SURABAYA, beritalima.com|
Presiden Republik Indonesia resmi mengesahkan Peraturan Pemerintah Pengganti Undang-Undang Nomor 2 Tahun 2022 tentang Cipta Kerja atau akrab disebut dengan Perpu Cipta Kerja. Perpu tersebut ditetapkan oleh Presiden Jokowi pada Jumat (30/12/2022).
Menanggapi perihal tersebut, Dr Mohammad Syaiful Aris SH MH LLM yang merupakan pakar hukum tata negara Fakultas Hukum Universitas Airlangga menyampaikan pandangannya.
Menurut Dr Aris, Perpu merupakan produk hukum yang dikeluarkan pada saat darurat.

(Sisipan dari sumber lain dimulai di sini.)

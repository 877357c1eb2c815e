//! Time source abstraction.
//!
//! Due-record selection and status timestamps go through a `Clock` handle so
//! tests can pin the instant instead of racing `Utc::now()`.

use chrono::{DateTime, Utc};

pub trait Clock: Send + Sync {
    fn now(&self) -> DateTime<Utc>;
}

/// Wall-clock time. The only clock used outside of tests.
pub struct SystemClock;

impl Clock for SystemClock {
    fn now(&self) -> DateTime<Utc> {
        Utc::now()
    }
}

/// Test clock pinned to a settable instant.
#[cfg(test)]
pub struct FixedClock {
    now: std::sync::Mutex<DateTime<Utc>>,
}

#[cfg(test)]
impl FixedClock {
    pub fn at(now: DateTime<Utc>) -> Self {
        Self {
            now: std::sync::Mutex::new(now),
        }
    }

    pub fn set(&self, now: DateTime<Utc>) {
        *self.now.lock().expect("clock lock") = now;
    }
}

#[cfg(test)]
impl Clock for FixedClock {
    fn now(&self) -> DateTime<Utc> {
        *self.now.lock().expect("clock lock")
    }
}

Hal itu sebagaimana diatur dalam Pasal 22 ayat (1) UUD NRI 1945. Pasal tersebut menyatakan bahwa Perpu dikeluarkan oleh Presiden dalam hal ihwal kegentingan yang memaksa. Adapun hal ihwal kegentingan yang memaksa tersebut terbagi atas unsur subjektif dan objektif.

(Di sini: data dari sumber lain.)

//! src/services/schedule_store.rs
//!
//! ScheduleStore — durable record of scheduled deliveries backed by SQLite.
//! Holds metadata and routing state only; file payloads live in the object
//! store. Status transitions are guarded conditional updates so that
//! overlapping dispatch runs can never move a record backwards: writing
//! `sent` twice is a no-op, and a stale run can never clobber a fresh
//! `sent` with `failed`.

use crate::errors::{DeliveryError, DeliveryResult};
use crate::models::delivery::{DeliveryStatus, ScheduledDelivery};
use chrono::{DateTime, Utc};
use rand::RngCore;
use sqlx::SqlitePool;
use std::sync::Arc;
use uuid::Uuid;

/// Fields required to create a new scheduled delivery. Everything else
/// (id, token, status, timestamps) is store-assigned.
#[derive(Clone, Debug)]
pub struct NewDelivery {
    pub owner_id: Uuid,
    pub file_name: String,
    pub file_size: i64,
    pub file_type: Option<String>,
    pub storage_ref: String,
    pub recipient: String,
    pub scheduled_at: DateTime<Utc>,
}

/// Mutable fields of a pending delivery.
#[derive(Clone, Debug, Default)]
pub struct ScheduleUpdate {
    pub recipient: Option<String>,
    pub scheduled_at: Option<DateTime<Utc>>,
}

const SELECT_COLUMNS: &str = "id, owner_id, file_name, file_size, file_type, storage_ref, \
     recipient, scheduled_at, access_token, status, last_error, \
     created_at, updated_at, sent_at";

#[derive(Clone)]
pub struct ScheduleStore {
    /// Shared SQLite connection pool.
    pub db: Arc<SqlitePool>,
}

impl ScheduleStore {
    pub fn new(db: Arc<SqlitePool>) -> Self {
        Self { db }
    }

    /// Insert a new delivery with `status = pending` and a fresh access
    /// token. Retries token generation on the (vanishingly unlikely) unique
    /// collision so a token is never reused across records.
    pub async fn insert(&self, new: NewDelivery) -> DeliveryResult<ScheduledDelivery> {
        let now = Utc::now();
        for _ in 0..3 {
            let token = generate_access_token();
            let result = sqlx::query_as::<_, ScheduledDelivery>(&format!(
                "INSERT INTO scheduled_deliveries (
                    id, owner_id, file_name, file_size, file_type, storage_ref,
                    recipient, scheduled_at, access_token, status, last_error,
                    created_at, updated_at, sent_at
                ) VALUES (?, ?, ?, ?, ?, ?, ?, ?, ?, 'pending', NULL, ?, ?, NULL)
                RETURNING {SELECT_COLUMNS}"
            ))
            .bind(Uuid::new_v4())
            .bind(new.owner_id)
            .bind(&new.file_name)
            .bind(new.file_size)
            .bind(new.file_type.clone())
            .bind(&new.storage_ref)
            .bind(&new.recipient)
            .bind(new.scheduled_at)
            .bind(&token)
            .bind(now)
            .bind(now)
            .fetch_one(&*self.db)
            .await;

            match result {
                Ok(record) => return Ok(record),
                Err(err) if is_unique_violation(&err) => continue,
                Err(err) => return Err(DeliveryError::Sqlx(err)),
            }
        }
        Err(DeliveryError::Unknown(
            "could not allocate a unique access token".into(),
        ))
    }

    /// Fetch a delivery by id.
    pub async fn get(&self, id: Uuid) -> DeliveryResult<ScheduledDelivery> {
        sqlx::query_as::<_, ScheduledDelivery>(&format!(
            "SELECT {SELECT_COLUMNS} FROM scheduled_deliveries WHERE id = ?"
        ))
        .bind(id)
        .fetch_one(&*self.db)
        .await
        .map_err(|err| match err {
            sqlx::Error::RowNotFound => {
                DeliveryError::NotFound(format!("delivery `{}` not found", id))
            }
            other => DeliveryError::Sqlx(other),
        })
    }

    /// Look up the unique record holding `token`.
    ///
    /// Unknown and malformed tokens fail identically, so the response gives
    /// no token-enumeration signal.
    pub async fn get_by_token(&self, token: &str) -> DeliveryResult<ScheduledDelivery> {
        sqlx::query_as::<_, ScheduledDelivery>(&format!(
            "SELECT {SELECT_COLUMNS} FROM scheduled_deliveries WHERE access_token = ?"
        ))
        .bind(token)
        .fetch_one(&*self.db)
        .await
        .map_err(|err| match err {
            sqlx::Error::RowNotFound => DeliveryError::NotFound("unknown access token".into()),
            other => DeliveryError::Sqlx(other),
        })
    }

    /// All deliveries belonging to `owner_id`, newest first.
    pub async fn list_by_owner(&self, owner_id: Uuid) -> DeliveryResult<Vec<ScheduledDelivery>> {
        let rows = sqlx::query_as::<_, ScheduledDelivery>(&format!(
            "SELECT {SELECT_COLUMNS} FROM scheduled_deliveries
             WHERE owner_id = ? ORDER BY created_at DESC, id DESC"
        ))
        .bind(owner_id)
        .fetch_all(&*self.db)
        .await?;
        Ok(rows)
    }

    /// Records eligible for a dispatch run: `pending` and due at `now`.
    ///
    /// `failed` records are deliberately excluded; they only become eligible
    /// again through an explicit [`reset_to_pending`](Self::reset_to_pending).
    pub async fn list_due(&self, now: DateTime<Utc>) -> DeliveryResult<Vec<ScheduledDelivery>> {
        let rows = sqlx::query_as::<_, ScheduledDelivery>(&format!(
            "SELECT {SELECT_COLUMNS} FROM scheduled_deliveries
             WHERE status = 'pending' AND scheduled_at <= ?
             ORDER BY scheduled_at ASC"
        ))
        .bind(now)
        .fetch_all(&*self.db)
        .await?;
        Ok(rows)
    }

    /// Update recipient and/or scheduled time, permitted only while the
    /// record is still `pending`.
    pub async fn update_schedule(
        &self,
        id: Uuid,
        update: ScheduleUpdate,
    ) -> DeliveryResult<ScheduledDelivery> {
        let current = self.get(id).await?;
        if current.status != DeliveryStatus::Pending {
            return Err(DeliveryError::PreconditionFailed);
        }

        let recipient = update.recipient.unwrap_or(current.recipient);
        let scheduled_at = update.scheduled_at.unwrap_or(current.scheduled_at);

        let result = sqlx::query(
            "UPDATE scheduled_deliveries
             SET recipient = ?, scheduled_at = ?, updated_at = ?
             WHERE id = ? AND status = 'pending'",
        )
        .bind(&recipient)
        .bind(scheduled_at)
        .bind(Utc::now())
        .bind(id)
        .execute(&*self.db)
        .await?;

        if result.rows_affected() == 0 {
            // The record advanced between our read and the write.
            return Err(DeliveryError::PreconditionFailed);
        }
        self.get(id).await
    }

    /// Guarded `-> sent` transition used by the dispatcher.
    ///
    /// Matches `pending` and `failed` rows only, so a slow duplicate run can
    /// never regress a record and marking `sent` twice is harmless. Returns
    /// `false` when the conditional update matched zero rows (another runner
    /// already advanced the record) — callers treat that as success.
    pub async fn mark_sent(&self, id: Uuid, now: DateTime<Utc>) -> DeliveryResult<bool> {
        let result = sqlx::query(
            "UPDATE scheduled_deliveries
             SET status = 'sent', sent_at = ?, last_error = NULL, updated_at = ?
             WHERE id = ? AND status IN ('pending', 'failed')",
        )
        .bind(now)
        .bind(now)
        .bind(id)
        .execute(&*self.db)
        .await?;
        Ok(result.rows_affected() > 0)
    }

    /// Lazy `pending -> sent` transition taken when a recipient uses the
    /// access link. Narrower guard than [`mark_sent`](Self::mark_sent): link
    /// use proves delivery only for records still awaiting it.
    pub async fn mark_accessed(&self, id: Uuid, now: DateTime<Utc>) -> DeliveryResult<bool> {
        let result = sqlx::query(
            "UPDATE scheduled_deliveries
             SET status = 'sent', sent_at = ?, last_error = NULL, updated_at = ?
             WHERE id = ? AND status = 'pending'",
        )
        .bind(now)
        .bind(now)
        .bind(id)
        .execute(&*self.db)
        .await?;
        Ok(result.rows_affected() > 0)
    }

    /// Guarded `pending -> failed` transition with the failure reason.
    ///
    /// Only `pending` rows match: once a record is `sent` no delivery error
    /// may overwrite it, and repeated failure of a `failed` record is a
    /// no-op.
    pub async fn mark_failed(
        &self,
        id: Uuid,
        error: &str,
        now: DateTime<Utc>,
    ) -> DeliveryResult<bool> {
        let result = sqlx::query(
            "UPDATE scheduled_deliveries
             SET status = 'failed', last_error = ?, updated_at = ?
             WHERE id = ? AND status = 'pending'",
        )
        .bind(error)
        .bind(now)
        .bind(id)
        .execute(&*self.db)
        .await?;
        Ok(result.rows_affected() > 0)
    }

    /// Explicit owner-driven retry: move a `failed` record back to
    /// `pending` so the next dispatch run reconsiders it.
    pub async fn reset_to_pending(&self, id: Uuid) -> DeliveryResult<ScheduledDelivery> {
        // Existence check first so an unknown id reports NotFound rather
        // than a precondition failure.
        self.get(id).await?;

        let result = sqlx::query(
            "UPDATE scheduled_deliveries
             SET status = 'pending', last_error = NULL, updated_at = ?
             WHERE id = ? AND status = 'failed'",
        )
        .bind(Utc::now())
        .bind(id)
        .execute(&*self.db)
        .await?;

        if result.rows_affected() == 0 {
            return Err(DeliveryError::PreconditionFailed);
        }
        self.get(id).await
    }

    /// Remove a delivery record, returning it so the caller can release the
    /// backing object.
    pub async fn delete(&self, id: Uuid) -> DeliveryResult<ScheduledDelivery> {
        let record = self.get(id).await?;
        sqlx::query("DELETE FROM scheduled_deliveries WHERE id = ?")
            .bind(id)
            .execute(&*self.db)
            .await?;
        Ok(record)
    }
}

/// 32 random bytes, hex-encoded: the sole credential for unauthenticated
/// recipient access, so it must be unguessable.
fn generate_access_token() -> String {
    let mut bytes = [0u8; 32];
    rand::thread_rng().fill_bytes(&mut bytes);
    hex::encode(bytes)
}

/// Return true if SQLx error indicates a unique constraint violation.
fn is_unique_violation(err: &sqlx::Error) -> bool {
    matches!(
        err,
        sqlx::Error::Database(db_err) if db_err.message().to_ascii_lowercase().contains("unique")
    )
}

“Ada unsur subjektif dalam lahirnya Perpu, yaitu subjektivitas presiden terhadap kebutuhan mengeluarkan Perpu. Namun, ada unsur objektif yang diatur melalui Putusan MK Nomor 138/PUU-VII/2009. Unsur objektif tersebut terdiri dari tiga. Pertama, ada kebutuhan mendesak untuk menyelesaikan masalah hukum secara cepat berdasarkan Undang-Undang. Lalu, tidak ada Undang-Undang atau ada, tetapi tidak lengkap (kekosongan hukum, red). Terakhir, kekosongan hukum tersebut tidak dapat diatasi dengan cara membuat undang-undang secara prosedur biasa,” jelas Dr Aris.

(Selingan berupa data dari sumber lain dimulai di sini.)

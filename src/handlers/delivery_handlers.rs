//! HTTP handlers for the owner-facing delivery operations, recipient access
//! resolution, and signed downloads. Downloads stream straight from disk;
//! storage concerns are delegated to the services.

use crate::{
    errors::{AppError, DeliveryError},
    models::delivery::{DeliveryStatus, ScheduledDelivery},
    services::{
        AppContext, access,
        mail::looks_like_email,
        object_store::{ObjectStore, StoredObject},
        schedule_store::{NewDelivery, ScheduleUpdate},
        sync::{ViewTab, filter_deliveries},
        trigger::TriggerCoordinator,
    },
};
use axum::{
    Json,
    body::Body,
    extract::{Multipart, Path, Query, State},
    http::{HeaderMap, HeaderValue, StatusCode, header},
    response::{IntoResponse, Response},
};
use chrono::{DateTime, Utc};
use futures::stream;
use serde::Deserialize;
use std::{io, sync::Arc};
use tokio_util::io::ReaderStream;
use tracing::warn;
use uuid::Uuid;

/// Mutable fields accepted by `PATCH /deliveries/{id}`.
#[derive(Debug, Deserialize)]
pub struct RescheduleReq {
    pub recipient: Option<String>,
    pub scheduled_at: Option<DateTime<Utc>>,
}

/// Change-notification payload. Only its arrival matters: any `old`/`new`
/// row images in the body are ignored rather than trusted as current state.
#[derive(Debug, Deserialize)]
pub struct ChangeEvent {
    pub event_type: String,
}

/// Query params of a signed download link.
#[derive(Debug, Deserialize)]
pub struct DownloadQuery {
    pub expires: i64,
    pub sig: String,
}

/// Owner identity from the `X-Owner-Id` header. Authentication itself is an
/// upstream concern; an absent or malformed header means no identified
/// owner.
fn require_owner(headers: &HeaderMap) -> Result<Uuid, AppError> {
    headers
        .get("x-owner-id")
        .and_then(|v| v.to_str().ok())
        .and_then(|v| Uuid::parse_str(v).ok())
        .ok_or_else(|| AppError::from(DeliveryError::AuthRequired))
}

/// Fetch a delivery and hide its existence from anyone but the owner.
async fn owned_delivery(
    ctx: &AppContext,
    owner_id: Uuid,
    id: Uuid,
) -> Result<ScheduledDelivery, AppError> {
    let record = ctx.store.get(id).await?;
    if record.owner_id != owner_id {
        return Err(AppError::not_found(format!("delivery `{}` not found", id)));
    }
    Ok(record)
}

/// Fire a dispatch run without tying the caller's response to its outcome.
fn dispatch_soon(trigger: &Arc<TriggerCoordinator>) {
    let trigger = Arc::clone(trigger);
    tokio::spawn(async move {
        if let Err(err) = trigger.run_now().await {
            warn!("immediate dispatch failed: {}", err);
        }
    });
}

/// POST `/deliveries` — multipart upload + schedule.
///
/// Expects a `file` part plus `recipient` and `scheduled_at` (RFC 3339)
/// text parts, in any order. The file streams to the object store while the
/// request is still being read. A schedule that is already due triggers an
/// immediate, non-fatal dispatch run.
pub async fn schedule_delivery(
    State(ctx): State<AppContext>,
    headers: HeaderMap,
    mut multipart: Multipart,
) -> Result<impl IntoResponse, AppError> {
    let owner_id = require_owner(&headers)?;

    let mut uploaded: Option<(StoredObject, String)> = None;
    let mut file_type: Option<String> = None;
    let mut recipient: Option<String> = None;
    let mut scheduled_at: Option<String> = None;

    while let Some(field) = multipart
        .next_field()
        .await
        .map_err(|e| AppError::new(StatusCode::BAD_REQUEST, format!("malformed multipart: {e}")))?
    {
        let part = field.name().map(|n| n.to_string());
        match part.as_deref() {
            Some("file") => {
                let name = field
                    .file_name()
                    .map(|n| n.to_string())
                    .filter(|n| !n.is_empty())
                    .unwrap_or_else(|| "upload.bin".to_string());
                file_type = field.content_type().map(|ct| ct.to_string());

                let data = field.bytes().await.map_err(|e| {
                    AppError::new(StatusCode::BAD_REQUEST, format!("malformed multipart: {e}"))
                })?;

                let locator = ObjectStore::new_locator(&name);
                let stream = stream::iter([io::Result::Ok(data)]);
                let stored = ctx
                    .objects
                    .put(&locator, stream)
                    .await
                    .map_err(|e| DeliveryError::Transport(format!("file upload failed: {e}")))?;
                tracing::debug!(
                    "stored {} ({} bytes, etag {})",
                    stored.locator,
                    stored.size_bytes,
                    stored.etag
                );
                uploaded = Some((stored, name));
            }
            Some("recipient") => {
                recipient = Some(field.text().await.map_err(|e| {
                    AppError::new(StatusCode::BAD_REQUEST, format!("malformed multipart: {e}"))
                })?);
            }
            Some("scheduled_at") => {
                scheduled_at = Some(field.text().await.map_err(|e| {
                    AppError::new(StatusCode::BAD_REQUEST, format!("malformed multipart: {e}"))
                })?);
            }
            _ => {}
        }
    }

    let Some((stored, file_name)) = uploaded else {
        return Err(DeliveryError::Validation("missing `file` part".into()).into());
    };

    // Validation happens after the upload completed; rejected requests must
    // release the payload again or it leaks.
    let (recipient, scheduled_at) = match validate_schedule_inputs(&recipient, &scheduled_at) {
        Ok(parts) => parts,
        Err(err) => {
            remove_uploaded(&ctx, &stored.locator);
            return Err(err);
        }
    };

    let record = ctx
        .store
        .insert(NewDelivery {
            owner_id,
            file_name,
            file_size: stored.size_bytes,
            file_type,
            storage_ref: stored.locator,
            recipient,
            scheduled_at,
        })
        .await?;

    if record.scheduled_at <= ctx.clock.now() {
        dispatch_soon(&ctx.trigger);
    }

    Ok((StatusCode::CREATED, Json(record)))
}

/// Release a payload whose schedule never materialized. Best-effort.
fn remove_uploaded(ctx: &AppContext, locator: &str) {
    let objects = ctx.objects.clone();
    let locator = locator.to_string();
    tokio::spawn(async move {
        if let Err(err) = objects.remove(&locator).await {
            warn!("orphaned upload {} not removed: {}", locator, err);
        }
    });
}

fn validate_schedule_inputs(
    recipient: &Option<String>,
    scheduled_at: &Option<String>,
) -> Result<(String, DateTime<Utc>), AppError> {
    let recipient = recipient
        .as_deref()
        .ok_or_else(|| AppError::from(DeliveryError::Validation("missing `recipient`".into())))?;
    if !looks_like_email(recipient) {
        return Err(DeliveryError::Validation(format!(
            "`{}` is not a valid email address",
            recipient
        ))
        .into());
    }
    let raw = scheduled_at
        .as_deref()
        .ok_or_else(|| AppError::from(DeliveryError::Validation("missing `scheduled_at`".into())))?;
    let when = DateTime::parse_from_rfc3339(raw)
        .map_err(|_| {
            AppError::from(DeliveryError::Validation(format!(
                "`{}` is not an RFC 3339 timestamp",
                raw
            )))
        })?
        .with_timezone(&Utc);
    Ok((recipient.to_string(), when))
}

/// Query params accepted by the delivery listing.
#[derive(Debug, Deserialize, Default)]
pub struct ListQuery {
    /// Free-text match against file name and recipient.
    pub q: Option<String>,
    /// Comma-separated status set, e.g. `pending,failed`.
    pub status: Option<String>,
    /// Tab selection: `all` (default), `upcoming`, or `history`.
    pub tab: Option<String>,
}

/// GET `/deliveries` — the owner's deliveries, newest first.
///
/// The set is always fetched fresh from the store; filtering is applied as
/// a pure function over that snapshot.
pub async fn list_deliveries(
    State(ctx): State<AppContext>,
    headers: HeaderMap,
    Query(query): Query<ListQuery>,
) -> Result<Json<Vec<ScheduledDelivery>>, AppError> {
    let owner_id = require_owner(&headers)?;

    let statuses = parse_status_set(query.status.as_deref())?;
    let tab = parse_tab(query.tab.as_deref())?;

    let deliveries = ctx.store.list_by_owner(owner_id).await?;
    let filtered = filter_deliveries(
        &deliveries,
        query.q.as_deref().unwrap_or(""),
        &statuses,
        tab,
    );
    Ok(Json(filtered))
}

fn parse_status_set(raw: Option<&str>) -> Result<Vec<DeliveryStatus>, AppError> {
    let Some(raw) = raw else {
        return Ok(Vec::new());
    };
    raw.split(',')
        .map(str::trim)
        .filter(|s| !s.is_empty())
        .map(|s| {
            DeliveryStatus::parse(s).ok_or_else(|| {
                AppError::from(DeliveryError::Validation(format!("unknown status `{}`", s)))
            })
        })
        .collect()
}

fn parse_tab(raw: Option<&str>) -> Result<ViewTab, AppError> {
    match raw {
        None | Some("all") => Ok(ViewTab::All),
        Some("upcoming") => Ok(ViewTab::Upcoming),
        Some("history") => Ok(ViewTab::History),
        Some(other) => {
            Err(DeliveryError::Validation(format!("unknown tab `{}`", other)).into())
        }
    }
}

/// PATCH `/deliveries/{id}` — edit recipient and/or schedule while pending.
pub async fn reschedule_delivery(
    State(ctx): State<AppContext>,
    headers: HeaderMap,
    Path(id): Path<Uuid>,
    Json(req): Json<RescheduleReq>,
) -> Result<Json<ScheduledDelivery>, AppError> {
    let owner_id = require_owner(&headers)?;
    owned_delivery(&ctx, owner_id, id).await?;

    if let Some(recipient) = req.recipient.as_deref() {
        if !looks_like_email(recipient) {
            return Err(DeliveryError::Validation(format!(
                "`{}` is not a valid email address",
                recipient
            ))
            .into());
        }
    }

    let updated = ctx
        .store
        .update_schedule(
            id,
            ScheduleUpdate {
                recipient: req.recipient,
                scheduled_at: req.scheduled_at,
            },
        )
        .await?;

    if updated.scheduled_at <= ctx.clock.now() {
        dispatch_soon(&ctx.trigger);
    }
    Ok(Json(updated))
}

/// POST `/deliveries/{id}/retry` — move a failed delivery back to pending
/// and reconsider it right away.
pub async fn retry_delivery(
    State(ctx): State<AppContext>,
    headers: HeaderMap,
    Path(id): Path<Uuid>,
) -> Result<Json<ScheduledDelivery>, AppError> {
    let owner_id = require_owner(&headers)?;
    owned_delivery(&ctx, owner_id, id).await?;

    let record = ctx.store.reset_to_pending(id).await?;
    dispatch_soon(&ctx.trigger);
    Ok(Json(record))
}

/// DELETE `/deliveries/{id}` — remove the record and release its payload.
///
/// The record delete is authoritative; a failed payload removal leaves an
/// orphaned object, which is degraded state worth a log line but not a
/// failed response.
pub async fn cancel_delivery(
    State(ctx): State<AppContext>,
    headers: HeaderMap,
    Path(id): Path<Uuid>,
) -> Result<StatusCode, AppError> {
    let owner_id = require_owner(&headers)?;
    owned_delivery(&ctx, owner_id, id).await?;

    let removed = ctx.store.delete(id).await?;
    if let Err(err) = ctx.objects.remove(&removed.storage_ref).await {
        warn!(
            "delivery {}: payload {} not removed: {}",
            id, removed.storage_ref, err
        );
    }
    Ok(StatusCode::NO_CONTENT)
}

/// POST `/dispatch/run` — manual trigger; returns the batch outcome.
pub async fn run_dispatch(
    State(ctx): State<AppContext>,
) -> Result<impl IntoResponse, AppError> {
    let result = ctx.trigger.run_now().await?;
    Ok(Json(result))
}

/// POST `/dispatch/events` — change-notification wake-up. The payload is
/// accepted for shape but consumed only as a signal to re-query.
pub async fn change_event(
    State(ctx): State<AppContext>,
    Json(event): Json<ChangeEvent>,
) -> StatusCode {
    tracing::debug!("change event: {}", event.event_type);
    ctx.trigger.notify_change();
    StatusCode::ACCEPTED
}

/// GET `/access/{token}` — recipient-facing resolution of an access token.
pub async fn resolve_access(
    State(ctx): State<AppContext>,
    Path(token): Path<String>,
) -> Result<impl IntoResponse, AppError> {
    let grant = access::resolve_by_token(
        &ctx.store,
        &ctx.objects,
        &token,
        ctx.link_ttl_secs,
        ctx.clock.now(),
    )
    .await?;
    Ok(Json(grant))
}

/// GET `/download/{*locator}` — signed streaming download.
pub async fn download(
    State(ctx): State<AppContext>,
    Path(locator): Path<String>,
    Query(q): Query<DownloadQuery>,
) -> Result<Response, AppError> {
    ctx.objects
        .verify(&locator, q.expires, &q.sig, ctx.clock.now())?;
    let file = ctx.objects.open(&locator).await?;

    let stream = ReaderStream::new(file);
    let mut response = Response::new(Body::from_stream(stream));
    *response.status_mut() = StatusCode::OK;

    let headers = response.headers_mut();
    headers.insert(
        header::CONTENT_TYPE,
        HeaderValue::from_static("application/octet-stream"),
    );
    let file_name = locator.rsplit('/').next().unwrap_or("download");
    if let Ok(value) =
        HeaderValue::from_str(&format!("attachment; filename=\"{}\"", file_name))
    {
        headers.insert(header::CONTENT_DISPOSITION, value);
    }

    Ok(response)
}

Dr Aris berpandangan bahwa dari segi kewenangan, tidak ada masalah dalam Perpu Cipta Kerja. Hal itu karena memang presiden memiliki wewenang mengeluarkan Perpu. Akan tetapi, Perpu pun tidak lepas dari upaya
hukum untuk dilakukan pengujian.
“Secara kewenangan, tidak ada masalah (soal Perppu Cipta Kerja, red) karena presiden memang punya kewenangan. Namun, perihal sah tidaknya secara formil dan materiil, alat ukurnya berada pada tahap proses di DPR. Itu karena DPR yang diberi kewenangan untuk menentukan apakah Perpu tersebut sudah sesuai dengan UUD NRI 1945 baik secara formil maupun secara materiil. Soal MK sendiri, MK sudah bisa melakukan judicial review terhadap perpu,” papar Dr Aris.
Pada akhir, Dr Aris juga menyorot persoalan Perpu Cipta Kerja dengan Putusan MK Nomor 91/PUU-XVIII/2020. Putusan tersebut merupakan putusan yang menyatakan Undang-Undang Nomor 11 Tahun 2020 inkonstitusional bersyarat. Menurutnya, ada pertentangan yang terjadi antara putusan tersebut dengan Perpu Cipta Kerja.
“Perlu ditegaskan bahwa Putusan MK Nomor 91/PUU-XVIII/2020 mencakup dua poin terhadap UU Cipta Kerja, yaitu formil dan materiil. Persoalan formil, telah dijawab oleh legislator melalui revisi terhadap Undang-Undang Pembentukan Peraturan Perundang-Undangan. Sementara itu, materiil pada aspek meaningful participation. Konsep itu merupakan konsep partisipasi sesungguhnya yang melibatkan pihak terdampak dan pihak yang memiliki perhatian,” papar Dr Aris.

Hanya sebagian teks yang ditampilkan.